In terms of agriculture, Bible history and the prophetic, it’s a time of silence, waiting, inactivity. It’s a time of lazing on the beach, reading a pulp novel, resting before the recommencing of the busyness. Rabbis use the summer months to recharge their spiritual batteries. It’s the time of Moses and the Children of Israel, moaning and wandering around in circles in the desert. No real progress is made, but, although the days are not significant, the clock is still ticking. All is quiet on the Western Front and, then …
Returning to the Children of Israel, waiting for Moses at the foot of Sinai, for them it is hotter, hotter, hotter. You see, Moses was still up the mountain with God. He may have climbed the mountain at Shavuot, but remember he was to be in God’s presence for forty days and nights receiving the Ten Commandments and finer points of the Law. Eventually he came down and … oh dear!

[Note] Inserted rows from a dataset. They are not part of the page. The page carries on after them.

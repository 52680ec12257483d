//! Device protocol handler

use std::net::SocketAddr;
use std::sync::Arc;
use std::time::SystemTime;

use bytes::Bytes;
use tracing::{debug, info, trace, warn};

use super::{ConnectionHandler, HandlerFactory};
use crate::config::GatewayConfig;
use crate::protocol::{FrameFormat, FrameReassembler, FrameValidator, MessageDecoder, ResponseEncoder};
use crate::session::{ConnectionId, LoginOutcome, Session, SessionRegistry};
use crate::sink::SinkDispatcher;
use crate::types::{DecodedMessage, Imei, Login, TelemetryRecord};

/// Counters for one connection's lifetime.
#[derive(Debug, Clone, Copy, Default, PartialEq, Eq)]
pub struct ConnectionStats {
    pub bytes_received: u64,
    /// Noise skipped while searching for a start marker.
    pub bytes_discarded: u64,
    pub frames_accepted: u64,
    pub frames_rejected: u64,
    pub decode_errors: u64,
    pub retransmits: u64,
    pub records_submitted: u64,
    pub records_dropped: u64,
    pub replies_sent: u64,
}

/// Shared pieces every [`DeviceConnection`] is built from.
#[derive(Debug, Clone)]
pub struct DeviceHandlerFactory {
    format: FrameFormat,
    decoder: MessageDecoder,
    encoder: ResponseEncoder,
    registry: Arc<SessionRegistry>,
    dispatcher: SinkDispatcher,
}

impl DeviceHandlerFactory {
    pub fn new(
        config: &GatewayConfig,
        registry: Arc<SessionRegistry>,
        dispatcher: SinkDispatcher,
    ) -> Self {
        Self {
            format: config.frame_format(),
            decoder: config.decoder(),
            encoder: config.encoder(),
            registry,
            dispatcher,
        }
    }

    pub fn registry(&self) -> &Arc<SessionRegistry> {
        &self.registry
    }

    pub fn dispatcher(&self) -> &SinkDispatcher {
        &self.dispatcher
    }
}

impl HandlerFactory for DeviceHandlerFactory {
    type Handler = DeviceConnection;

    fn create(&self, id: ConnectionId, peer_addr: SocketAddr) -> DeviceConnection {
        DeviceConnection {
            session: Session::new(id, peer_addr),
            reassembler: FrameReassembler::new(self.format),
            validator: FrameValidator::new(self.format),
            decoder: self.decoder,
            encoder: self.encoder,
            registry: Arc::clone(&self.registry),
            dispatcher: self.dispatcher.clone(),
            stats: ConnectionStats::default(),
        }
    }
}

/// Protocol state for one device socket.
#[derive(Debug)]
pub struct DeviceConnection {
    session: Session,
    reassembler: FrameReassembler,
    validator: FrameValidator,
    decoder: MessageDecoder,
    encoder: ResponseEncoder,
    registry: Arc<SessionRegistry>,
    dispatcher: SinkDispatcher,
    stats: ConnectionStats,
}

impl DeviceConnection {
    pub fn session(&self) -> &Session {
        &self.session
    }

    pub fn stats(&self) -> ConnectionStats {
        ConnectionStats { bytes_discarded: self.reassembler.stats().discarded_bytes, ..self.stats }
    }

    /// Apply one decoded message to the session, returning the reply if any.
    async fn handle(&mut self, message: DecodedMessage) -> Option<Bytes> {
        let conn = self.session.id();

        match &message {
            DecodedMessage::Login(login) => {
                if !self.login(login).await {
                    return None;
                }
            }
            DecodedMessage::Location(location) => {
                let Some(imei) = self.identity("location") else {
                    return None;
                };
                debug!(
                    %conn, %imei,
                    "Location {:.6},{:.6} at {}",
                    location.position.latitude, location.position.longitude,
                    location.position.timestamp
                );
                let record = TelemetryRecord::from_location(imei, location, SystemTime::now());
                self.submit(record.with_peer_addr(self.session.peer_addr()));
            }
            DecodedMessage::Alarm(alarm) => {
                let Some(imei) = self.identity("alarm") else {
                    return None;
                };
                info!(%conn, %imei, "Alarm {:?} (code 0x{:02X})", alarm.kind(), alarm.alarm_code);
                let record = TelemetryRecord::from_alarm(imei, alarm, SystemTime::now());
                self.submit(record.with_peer_addr(self.session.peer_addr()));
            }
            DecodedMessage::Heartbeat(heartbeat) => {
                debug!(%conn, "Heartbeat seq {}", heartbeat.sequence);
            }
            DecodedMessage::Unknown(unknown) => {
                debug!(
                    %conn,
                    "Ignoring message type 0x{:02X} ({} body bytes)",
                    unknown.message_type,
                    unknown.raw.len()
                );
            }
        }

        self.encoder.respond(&message)
    }

    /// Returns whether the login should be acknowledged.
    async fn login(&mut self, login: &Login) -> bool {
        let conn = self.session.id();
        match self.session.identify(&login.imei) {
            Ok(outcome) => {
                let superseded = self.registry.bind(login.imei.clone(), self.session.handle()).await;
                match outcome {
                    LoginOutcome::Identified => info!(
                        %conn, imei = %login.imei, peer = %self.session.peer_addr(),
                        "Device logged in"
                    ),
                    LoginOutcome::Refreshed => debug!(%conn, imei = %login.imei, "Repeated login"),
                }
                if let Some(previous) = superseded {
                    info!(%conn, imei = %login.imei, "Superseded connection {}", previous.id);
                }
                true
            }
            Err(e) => {
                warn!(%conn, "Refusing login: {}", e);
                false
            }
        }
    }

    fn identity(&self, what: &str) -> Option<Imei> {
        let imei = self.session.imei().cloned();
        if imei.is_none() {
            warn!(conn = %self.session.id(), "Dropping {} from unidentified device", what);
        }
        imei
    }

    fn submit(&mut self, record: TelemetryRecord) {
        match self.dispatcher.submit(record) {
            Ok(()) => self.stats.records_submitted += 1,
            Err(e) => {
                self.stats.records_dropped += 1;
                warn!(conn = %self.session.id(), "Record dropped: {}", e);
            }
        }
    }
}

#[async_trait::async_trait]
impl ConnectionHandler for DeviceConnection {
    async fn on_bytes(&mut self, chunk: &[u8]) -> Vec<Bytes> {
        let conn = self.session.id();
        self.stats.bytes_received += chunk.len() as u64;
        trace!(%conn, "Received {} bytes", chunk.len());

        let mut replies = Vec::new();
        self.reassembler.extend(chunk);
        while let Some(candidate) = self.reassembler.next_candidate() {
            let frame = match self.validator.validate(&candidate) {
                Ok(frame) => frame,
                Err(rejection) => {
                    self.stats.frames_rejected += 1;
                    warn!(%conn, reason = rejection.kind(), "Dropping frame: {}", rejection);
                    self.reassembler.resync(&candidate);
                    continue;
                }
            };
            self.stats.frames_accepted += 1;

            if !self.session.observe_sequence(frame.sequence) {
                self.stats.retransmits += 1;
                debug!(%conn, "Retransmitted frame seq {}", frame.sequence);
            }

            let message = match self.decoder.decode(&frame) {
                Ok(message) => message,
                Err(e) => {
                    self.stats.decode_errors += 1;
                    warn!(%conn, "Undecodable frame type 0x{:02X}: {}", frame.message_type, e);
                    continue;
                }
            };
            trace!(%conn, "Decoded {} seq {}", message.kind_name(), message.sequence());

            if let Some(reply) = self.handle(message).await {
                self.stats.replies_sent += 1;
                replies.push(reply);
            }
        }
        replies
    }

    async fn on_close(&mut self) {
        let conn = self.session.id();
        self.reassembler.clear();

        if let Some(imei) = self.session.close() {
            self.registry.release(&imei, conn).await;
        }

        let stats = self.stats();
        info!(
            %conn,
            "Connection finished: {} bytes, {} frames, {} rejected, {} records",
            stats.bytes_received, stats.frames_accepted, stats.frames_rejected,
            stats.records_submitted
        );
    }
}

Now Jews are not known for their patience and the people waiting all those days at the foot of the mountain distract themselves by building a golden calf and offering sacrifices to it. God is most displeased and offers to blot them out and start building up a new people from Moses’ family. Moses does not take up this offer and reminds God of the great investment He has made in these people, urging Him to continue with the line of Abraham, Isaac and Jacob. These are verses worth re-reading for those who believe that prayer can’t change situations!
Having broken the stone tablets of the Law in disgust at this behaviour, Moses was to schlep up Mount Sinai for another forty days and nights. Meanwhile, back to the future (or our present) …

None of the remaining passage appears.